Only the echoes of my mind

Durante buena parte de mi trayectoria laboral me ha tocado trabajar en domingo. Lo que la mayoría de la gente oficinesca desconoce es que hay pocas cosas más gratas en esta vida que trabajar el día del señor a cambio de librar entre semana. Es la sensación más parecida que encontrarás en la realidad adulta a la que experimentaste en la época del instituto cuando hacías pellas. 

El domingo, en el sector servicios, curras a motor, sin demasiado entusiasmo, con el piloto automático de la desidia. Te dejas morir en domingo. Mientras, los customers van arrastrando los pies y deslizando pastosamente los ojos sobre los artículos, también sin importarles nada, ni nadie, ni ellos. Los domingos de trabajo son un vals de walking dead people.
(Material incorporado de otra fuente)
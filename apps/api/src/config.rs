use anyhow::{Context, Result};

/// Application configuration loaded from environment variables.
/// Startup fails if a required variable is missing.
#[derive(Debug, Clone)]
pub struct Config {
    /// Postgres URL. When unset the service keeps records in memory.
    pub database_url: Option<String>,
    pub database_max_connections: u32,
    /// Base URL of the hosted auth provider, e.g. `https://project.example.co`.
    pub auth_url: String,
    pub auth_api_key: String,
    pub port: u16,
    pub rust_log: String,
    /// Browser origins allowed to call the API. Empty allows any origin.
    pub cors_allowed_origins: Vec<String>,
}

impl Config {
    pub fn from_env() -> Result<Self> {
        dotenvy::dotenv().ok(); // load .env if present; ignore if missing

        Ok(Config {
            database_url: optional_env("DATABASE_URL"),
            database_max_connections: optional_env("DATABASE_MAX_CONNECTIONS")
                .unwrap_or_else(|| "10".to_string())
                .parse::<u32>()
                .context("DATABASE_MAX_CONNECTIONS must be a positive integer")?,
            auth_url: require_env("AUTH_URL")?,
            auth_api_key: require_env("AUTH_API_KEY")?,
            port: optional_env("PORT")
                .unwrap_or_else(|| "8080".to_string())
                .parse::<u16>()
                .context("PORT must be a valid port number")?,
            rust_log: optional_env("RUST_LOG").unwrap_or_else(|| "info".to_string()),
            cors_allowed_origins: optional_env("CORS_ALLOWED_ORIGINS")
                .map(|v| parse_origins(&v))
                .unwrap_or_default(),
        })
    }
}

fn require_env(key: &str) -> Result<String> {
    std::env::var(key).with_context(|| format!("Required environment variable '{key}' is not set"))
}

/// Unset and blank variables both read as `None`.
fn optional_env(key: &str) -> Option<String> {
    std::env::var(key).ok().filter(|v| !v.trim().is_empty())
}

/// Comma-separated origins, e.g. `https://goalsheet.app,http://localhost:3000`.
fn parse_origins(value: &str) -> Vec<String> {
    value
        .split(',')
        .map(|o| o.trim().trim_end_matches('/'))
        .filter(|o| !o.is_empty())
        .map(str::to_string)
        .collect()
}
Un peaje muy barato que pagar por la libertad de librar un miércoles.

Porque tía, sales un miércoles a las diez de la mañana aquí en Madrid, en León, en Barcelona o en Estambul y te sientes la dueña del barrio: sea Aluche, la Chantría, Poblenou o Üsküdar. Posees cada tramo de calzada que pisas. La gente pasa junto a ti, yendo a algún lugar, con alguna misión o destino. A comprar el pan, al ginecólogo o al rezo. Pringaos. Tú no, tú solamente estás, eres. Te posee la canción Everybody is talking at me y levitas dos centímetros sobre el suelo, poderosa, libre, sin identidad. Alguien te pregunta: ¿Qué haces? Tú contestas: Soy. Y a ser posible te enciendes un piti después. Aunque no fumes; sólo por lo cool. 
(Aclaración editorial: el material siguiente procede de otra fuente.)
use axum::{
    extract::{Path, State},
    http::StatusCode,
    Json,
};
use serde::{Deserialize, Serialize};
use uuid::Uuid;

use crate::auth::CurrentUser;
use crate::errors::AppError;
use crate::layout::LabelStyle;
use crate::models::goal::{
    Category, Goal, GoalKind, GoalList, GoalPatch, GoalType, NewGoal, ProgressPreset,
};
use crate::state::AppState;

#[derive(Deserialize)]
pub struct TitleRequest {
    pub title: String,
}

#[derive(Deserialize)]
pub struct CreateGoalRequest {
    pub title: String,
    pub category: Category,
    #[serde(flatten)]
    pub kind: GoalKind,
    /// Defaults to the end of the goal's category.
    pub order_index: Option<i32>,
}

/// Goal edit with the same flat kind fields as create. Omitted fields keep
/// their current value.
#[derive(Debug, Default, Deserialize)]
#[serde(deny_unknown_fields)]
pub struct UpdateGoalRequest {
    pub title: Option<String>,
    pub category: Option<Category>,
    pub goal_type: Option<GoalType>,
    pub step_count: Option<u32>,
    pub label_style: Option<LabelStyle>,
    pub order_index: Option<i32>,
}

impl UpdateGoalRequest {
    /// Merges the kind fields over `current`. `None` when none were sent.
    fn merged_kind(&self, current: GoalKind) -> Result<Option<GoalKind>, AppError> {
        if self.goal_type.is_none() && self.step_count.is_none() && self.label_style.is_none() {
            return Ok(None);
        }
        let kind = match self.goal_type.unwrap_or(current.goal_type()) {
            GoalType::Checkbox => {
                if self.step_count.is_some() || self.label_style.is_some() {
                    return Err(AppError::Validation(
                        "step_count and label_style only apply to steps goals".to_string(),
                    ));
                }
                GoalKind::Checkbox
            }
            GoalType::Steps => {
                let (current_count, current_style) = match current {
                    GoalKind::Steps {
                        step_count,
                        label_style,
                    } => (Some(step_count), label_style),
                    GoalKind::Checkbox => (None, LabelStyle::None),
                };
                let step_count = self.step_count.or(current_count).ok_or_else(|| {
                    AppError::Validation("step_count is required for steps goals".to_string())
                })?;
                GoalKind::Steps {
                    step_count,
                    label_style: self.label_style.unwrap_or(current_style),
                }
            }
        };
        kind.validate().map_err(AppError::Validation)?;
        Ok(Some(kind))
    }

    fn into_patch(self, current: &Goal) -> Result<GoalPatch, AppError> {
        let kind = self.merged_kind(current.kind)?;
        let title = self.title.as_deref().map(require_title).transpose()?;
        Ok(GoalPatch {
            title,
            category: self.category,
            kind,
            order_index: self.order_index,
        })
    }
}

/// A goal plus the editor preset that matches its kind.
#[derive(Serialize)]
pub struct GoalView {
    #[serde(flatten)]
    pub goal: Goal,
    pub progress_preset: Option<ProgressPreset>,
}

impl From<Goal> for GoalView {
    fn from(goal: Goal) -> Self {
        let progress_preset = ProgressPreset::from_kind(&goal.kind);
        Self {
            goal,
            progress_preset,
        }
    }
}

fn require_title(title: &str) -> Result<String, AppError> {
    let title = title.trim();
    if title.is_empty() {
        return Err(AppError::Validation("title must not be empty".to_string()));
    }
    Ok(title.to_string())
}

/// Loads a goal list and checks it belongs to `user_id`.
/// Lists owned by someone else read as missing.
pub async fn owned_goal_list(
    state: &AppState,
    user_id: Uuid,
    id: Uuid,
) -> Result<GoalList, AppError> {
    state
        .store
        .get_goal_list(id)
        .await?
        .filter(|list| list.user_id == user_id)
        .ok_or_else(|| AppError::NotFound(format!("Goal list {id} not found")))
}

async fn owned_goal(state: &AppState, user_id: Uuid, id: Uuid) -> Result<Goal, AppError> {
    let goal = state
        .store
        .get_goal(id)
        .await?
        .ok_or_else(|| AppError::NotFound(format!("Goal {id} not found")))?;
    owned_goal_list(state, user_id, goal.goal_list_id)
        .await
        .map_err(|_| AppError::NotFound(format!("Goal {id} not found")))?;
    Ok(goal)
}

// ────────────────────────────────────────────────────────────────────────────
// Goal lists
// ────────────────────────────────────────────────────────────────────────────

/// GET /api/v1/goal-lists
pub async fn handle_list_goal_lists(
    State(state): State<AppState>,
    current: CurrentUser,
) -> Result<Json<Vec<GoalList>>, AppError> {
    Ok(Json(state.store.list_goal_lists(current.user.id).await?))
}

/// POST /api/v1/goal-lists
pub async fn handle_create_goal_list(
    State(state): State<AppState>,
    current: CurrentUser,
    Json(req): Json<TitleRequest>,
) -> Result<(StatusCode, Json<GoalList>), AppError> {
    let title = require_title(&req.title)?;
    let list = state
        .store
        .create_goal_list(current.user.id, &title)
        .await?;
    Ok((StatusCode::CREATED, Json(list)))
}

/// PATCH /api/v1/goal-lists/:id
pub async fn handle_update_goal_list(
    State(state): State<AppState>,
    current: CurrentUser,
    Path(id): Path<Uuid>,
    Json(req): Json<TitleRequest>,
) -> Result<Json<GoalList>, AppError> {
    let title = require_title(&req.title)?;
    owned_goal_list(&state, current.user.id, id).await?;
    Ok(Json(state.store.update_goal_list(id, &title).await?))
}

/// DELETE /api/v1/goal-lists/:id
pub async fn handle_delete_goal_list(
    State(state): State<AppState>,
    current: CurrentUser,
    Path(id): Path<Uuid>,
) -> Result<StatusCode, AppError> {
    owned_goal_list(&state, current.user.id, id).await?;
    state.store.delete_goal_list(id).await?;
    Ok(StatusCode::NO_CONTENT)
}

// ────────────────────────────────────────────────────────────────────────────
// Goals
// ────────────────────────────────────────────────────────────────────────────

/// GET /api/v1/goal-lists/:id/goals
pub async fn handle_list_goals(
    State(state): State<AppState>,
    current: CurrentUser,
    Path(id): Path<Uuid>,
) -> Result<Json<Vec<GoalView>>, AppError> {
    owned_goal_list(&state, current.user.id, id).await?;
    let goals = state.store.list_goals(id).await?;
    Ok(Json(goals.into_iter().map(GoalView::from).collect()))
}

/// POST /api/v1/goal-lists/:id/goals
pub async fn handle_create_goal(
    State(state): State<AppState>,
    current: CurrentUser,
    Path(id): Path<Uuid>,
    Json(req): Json<CreateGoalRequest>,
) -> Result<(StatusCode, Json<GoalView>), AppError> {
    let title = require_title(&req.title)?;
    req.kind.validate().map_err(AppError::Validation)?;
    owned_goal_list(&state, current.user.id, id).await?;

    let order_index = match req.order_index {
        Some(i) => i,
        None => {
            let in_category = state
                .store
                .list_goals(id)
                .await?
                .iter()
                .filter(|g| g.category == req.category)
                .count();
            i32::try_from(in_category)
                .map_err(|_| AppError::Validation("too many goals in category".to_string()))?
        }
    };

    let goal = state
        .store
        .create_goal(NewGoal {
            goal_list_id: id,
            title,
            category: req.category,
            kind: req.kind,
            order_index,
        })
        .await?;
    Ok((StatusCode::CREATED, Json(goal.into())))
}

/// PATCH /api/v1/goals/:id
pub async fn handle_update_goal(
    State(state): State<AppState>,
    current: CurrentUser,
    Path(id): Path<Uuid>,
    Json(req): Json<UpdateGoalRequest>,
) -> Result<Json<GoalView>, AppError> {
    let goal = owned_goal(&state, current.user.id, id).await?;
    let patch = req.into_patch(&goal)?;
    Ok(Json(state.store.update_goal(id, &patch).await?.into()))
}

/// DELETE /api/v1/goals/:id
pub async fn handle_delete_goal(
    State(state): State<AppState>,
    current: CurrentUser,
    Path(id): Path<Uuid>,
) -> Result<StatusCode, AppError> {
    owned_goal(&state, current.user.id, id).await?;
    state.store.delete_goal(id).await?;
    Ok(StatusCode::NO_CONTENT)
}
Desde que trabajo en una oficina y libro los fines de semana, sé que he perdido la conexión con mi yo solitario y poético. Y a veces me invade la misma pulsión que me llevaba a pirarme la clase de gimnasia en el colegio de monjas. Y de repente me parece que el mundo laboral es eso, un tener que ir cada puto día a saltar el plinto delante de tus compañeros, que te miran macerando la carcajada contenida, esperando poder partirse el culo de ti cuando la cagues y se te esguince el coño por un mal gesto en el impulso. Y me viene el reflujo y sudo y me cago en Dios, pero vuelvo a madrugar y a ponerme el chándal. 

Si algún día tengo un protegido – paso de fetos – la primera lección de sabiduría que le proporcione será esa: el trabajo es como una clase de gimnasia a primera hora de un lunes y tú tienes examen de resistencia. Sí, de esos del pitido. Cada vez has de ir más rápido. Ayer, el médico te detectó un soplo, pero no lo dices porque sabes que si no te dejan hacer la prueba que hacen todos, tendrás que darle a la pelota contra una pared a dos metros como si fueses especial. Y no quieres ser especial en ese contexto. Así que corres. Corres que te matas. Se te va a salir el corazón de la boca de correr. Y lo vas a hacer cada día, a la misma hora, sin parar hasta que tu puto cuerpo aguante. 

Y tristemente, probablemente, miserablemente, también correrás en tu tiempo libre; en un sentido no figurado. También a ninguna parte, en un sentido literal.